Patients enrolled in these trials had a BMI typically ≥ 30 (mean approximately 37) and mostly NYHA class II-III symptoms, reflecting the target population who stands to benefit. Caution should be used in extrapolating results to non-obese HFpEF patients-the trials specifically addressed the obesity-associated HFpEF phenotype. Likewise, long-term effects beyond approximately 1-2 years remain to be seen (though diabetes CV outcome trials with GLP-1 RAs support their long-term CV safety and benefit). Cost and access to these medications may also be considerations in broad implementation. An important diagnostic limitation specific to this population deserves acknowledgment: Obesity suppresses circulating natriuretic peptide levels (BNP and NT-proBNP) through increased peptide clearance and altered secretion, which may result in lower-than-expected values even in patients with true elevated filling pressures. This natriuretic peptide suppression could lead to underdiagnosis of HFpEF in obese individuals and introduces the risk that some enrolled patients had obesity-related dyspnea rather than genuine HFpEF with hemodynamic derangement. Future trials in this phenotype should specify minimum NT-proBNP thresholds adjusted for BMI, or require invasive hemodynamic confirmation, to strengthen diagnostic rigor and reduce enrollment heterogeneity. Additionally, although all three included trials used double-blind designs, the pronounced gastrointestinal side effects and substantial visible weight loss associated with GLP-1-based therapy may have allowed participants to infer their treatment allocation-a phenomenon termed functional unblinding. This is particularly relevant for the KCCQ-CSS outcome, which relies entirely on patient self-report. Functional unblinding could introduce performance or detection bias that inflates the perceived magnitude of symptomatic benefit. The objective outcomes (body weight, 6MWD, HF events) are less susceptible to this bias and provide complementary support for the clinical efficacy of these agents.

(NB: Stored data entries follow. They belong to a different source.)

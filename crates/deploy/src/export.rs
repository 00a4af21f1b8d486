//! Export of the deployed address record and marketplace artifact as
//! JavaScript modules for the front end.
//!
//! Given a chain ID and a target directory, the exporter writes
//!
//! ```text
//! <dir>/assets/artifacts/addresses.js    export const addresses = {...};
//! <dir>/assets/artifacts/artifacts.js    export const artifacts = {...};
//! ```
//!
//! from the chain's [`DeploymentLayout`] entries. Both modules are
//! overwritten on every export.

use crate::{DeploymentLayout, ExportError, NftMarketplaceModule};
use serde_json::Value;
use std::{
    fs,
    path::{Path, PathBuf},
};
use tracing::{debug, info, instrument};

/// Directory, relative to the export target, holding generated modules.
pub const EXPORT_SUBDIR: &str = "assets/artifacts";

/// Generated module holding the deployed address record.
pub const ADDRESSES_MODULE: &str = "addresses.js";

/// Generated module holding the marketplace artifact.
pub const ARTIFACTS_MODULE: &str = "artifacts.js";

const MODULE_HEADER: &str = "// Generated by `nftmarket export`. Do not edit.";

/// Arguments of an export. Both are required; they are optional here so
/// that absent arguments are reported as [`ExportError::MissingArgument`].
#[derive(Debug, Clone, Default, PartialEq, Eq)]
pub struct ExportRequest {
    /// Decimal chain ID of the deployment to export.
    pub chain_id: Option<String>,
    /// Directory of the consuming project.
    pub dir: Option<PathBuf>,
}

impl ExportRequest {
    /// Create a request with both arguments set.
    pub fn new(chain_id: impl ToString, dir: impl Into<PathBuf>) -> Self {
        Self { chain_id: Some(chain_id.to_string()), dir: Some(dir.into()) }
    }

    fn validate(&self) -> Result<(u64, &Path), ExportError> {
        let chain_id = self.chain_id.as_deref().ok_or(ExportError::MissingArgument("chain_id"))?;
        let dir = self.dir.as_deref().ok_or(ExportError::MissingArgument("dir"))?;

        let chain_id = chain_id.trim().parse::<u64>().map_err(|err| {
            ExportError::InvalidArgument { name: "chain_id", reason: err.to_string() }
        })?;
        if dir.as_os_str().is_empty() {
            return Err(ExportError::InvalidArgument {
                name: "dir",
                reason: "empty path".to_string(),
            });
        }
        Ok((chain_id, dir))
    }
}

/// Paths of the modules written by an export.
#[derive(Debug, Clone, PartialEq, Eq)]
pub struct ExportedArtifacts {
    /// Path of the generated address module.
    pub addresses_path: PathBuf,
    /// Path of the generated artifact module.
    pub artifacts_path: PathBuf,
}

/// Export the deployment of the marketplace on a chain into `dir`.
///
/// Arguments are validated before anything is touched. The target
/// directory is created before the sources are read, so it exists even
/// when a source turns out to be missing.
#[instrument(skip(layout), fields(root = %layout.root().display()))]
pub fn export_contract_artifacts(
    layout: &DeploymentLayout,
    request: &ExportRequest,
) -> Result<ExportedArtifacts, ExportError> {
    let (chain_id, dir) = request.validate()?;

    let target = dir.join(EXPORT_SUBDIR);
    fs::create_dir_all(&target).map_err(|err| ExportError::io(&target, err))?;
    debug!(target = %target.display(), "created export directory");

    let addresses = read_source(&layout.addresses_path(chain_id))?;
    let artifact =
        read_source(&layout.artifact_path(chain_id, &NftMarketplaceModule::future_id()))?;

    let addresses_path = target.join(ADDRESSES_MODULE);
    write_module(&addresses_path, "addresses", &addresses)?;
    let artifacts_path = target.join(ARTIFACTS_MODULE);
    write_module(&artifacts_path, "artifacts", &artifact)?;

    info!(chain_id, target = %target.display(), "exported contract artifacts");
    Ok(ExportedArtifacts { addresses_path, artifacts_path })
}

fn read_source(path: &Path) -> Result<Value, ExportError> {
    let contents = match fs::read_to_string(path) {
        Ok(contents) => contents,
        Err(err) if err.kind() == std::io::ErrorKind::NotFound => {
            return Err(ExportError::MissingSource { path: path.to_path_buf() })
        }
        Err(err) => return Err(ExportError::io(path, err)),
    };
    serde_json::from_str(&contents).map_err(|err| ExportError::json(path, err))
}

fn write_module(path: &Path, name: &str, value: &Value) -> Result<(), ExportError> {
    let module = render_module(name, value).map_err(|err| ExportError::json(path, err))?;
    fs::write(path, module).map_err(|err| ExportError::io(path, err))
}

/// Render `value` as a module exporting it under `name`.
pub fn render_module(name: &str, value: &Value) -> Result<String, serde_json::Error> {
    let json = serde_json::to_string_pretty(value)?;
    Ok(format!("{MODULE_HEADER}\nexport const {name} = {json};\n"))
}

/// Read a generated module back, returning the exported name and value.
///
/// Comment lines before the export are ignored.
pub fn parse_generated_module(src: &str) -> Result<(String, Value), ExportError> {
    let body = src
        .lines()
        .skip_while(|line| {
            let line = line.trim();
            line.is_empty() || line.starts_with("//")
        })
        .collect::<Vec<_>>()
        .join("\n");

    let rest = body
        .strip_prefix("export const ")
        .ok_or(ExportError::MalformedModule("expected `export const`"))?;
    let (name, value) =
        rest.split_once('=').ok_or(ExportError::MalformedModule("expected `=`"))?;
    let value = value
        .trim_end()
        .strip_suffix(';')
        .ok_or(ExportError::MalformedModule("expected trailing `;`"))?;

    let name = name.trim();
    if name.is_empty() {
        return Err(ExportError::MalformedModule("empty export name"));
    }
    let value = serde_json::from_str(value).map_err(ExportError::ModuleValue)?;
    Ok((name.to_string(), value))
}

#[cfg(test)]
mod test {
    use super::*;
    use serde_json::json;

    #[test]
    fn rendered_module_parses_back() {
        let value = json!({
            "NftMarketplaceModule#NftMarketplace": "0x5FbDB2315678afecb367f032d93F642f64180aa3"
        });
        let module = render_module("addresses", &value).unwrap();
        assert!(module.contains("export const addresses = {"));

        let (name, parsed) = parse_generated_module(&module).unwrap();
        assert_eq!(name, "addresses");
        assert_eq!(parsed, value);
    }

    #[test]
    fn malformed_modules_are_rejected() {
        assert!(matches!(
            parse_generated_module("const addresses = {};"),
            Err(ExportError::MalformedModule(_))
        ));
        assert!(matches!(
            parse_generated_module("export const addresses = {}"),
            Err(ExportError::MalformedModule(_))
        ));
        assert!(matches!(
            parse_generated_module("export const addresses = {;"),
            Err(ExportError::ModuleValue(_))
        ));
    }

    #[test]
    fn arguments_are_validated() {
        let missing_chain = ExportRequest { chain_id: None, dir: Some("frontend".into()) };
        assert!(matches!(missing_chain.validate(), Err(ExportError::MissingArgument("chain_id"))));

        let missing_dir = ExportRequest { chain_id: Some("31337".into()), dir: None };
        assert!(matches!(missing_dir.validate(), Err(ExportError::MissingArgument("dir"))));

        let bad_chain = ExportRequest::new("mainnet", "frontend");
        assert!(matches!(
            bad_chain.validate(),
            Err(ExportError::InvalidArgument { name: "chain_id", .. })
        ));

        let empty_dir = ExportRequest::new(1, "");
        assert!(matches!(
            empty_dir.validate(),
            Err(ExportError::InvalidArgument { name: "dir", .. })
        ));

        let request = ExportRequest::new(31337, "frontend");
        assert_eq!(request.validate().unwrap(), (31337, Path::new("frontend")));
    }
}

Current guidelines and future directions

The striking evidence from 2023-2024 has prompted experts to consider GLP-1-based incretin agonists as part of a comprehensive HFpEF management strategy in obese individuals. A 2025 ACC scientific statement on managing obesity in HF highlights semaglutide and tirzepatide as promising therapies for symptomatic HFpEF patients with BMI ≥ 30, given their proven benefits in recent trials[9]. Ongoing and future studies will further clarify their role-for example, whether lower EF ranges (mid-range EF or HFrEF with obesity) also derive benefit, and the impact on longer-term outcomes like mortality. Research is also warranted into combination approaches (e.g. GLP-1-based incretin agonists plus SGLT2 inhibitors) which could theoretically confer additive benefits in HFpEF.

CONCLUSION

This systematic review and meta-analysis demonstrate that GLP-1–based incretin agonists provide consistent and clinically meaningful improvements in health status, functional capacity, and body weight in patients with obesity-related HFpEF. Quantitative synthesis confirms robust gains in KCCQ-CSS with minimal heterogeneity and substantial weight reduction across trials, supporting a weight-centric disease-modifying approach in this HFpEF phenotype. Tirzepatide further reduced the composite of CV death or worsening HF events, providing proof of concept that targeting obesity can favorably alter HFpEF outcomes. Collectively, these findings position GLP-1-based incretin agonists as a core emerging therapy for obese HFpEF patients, with potential to transform management pending longer-term outcome data and integration into guideline-directed care.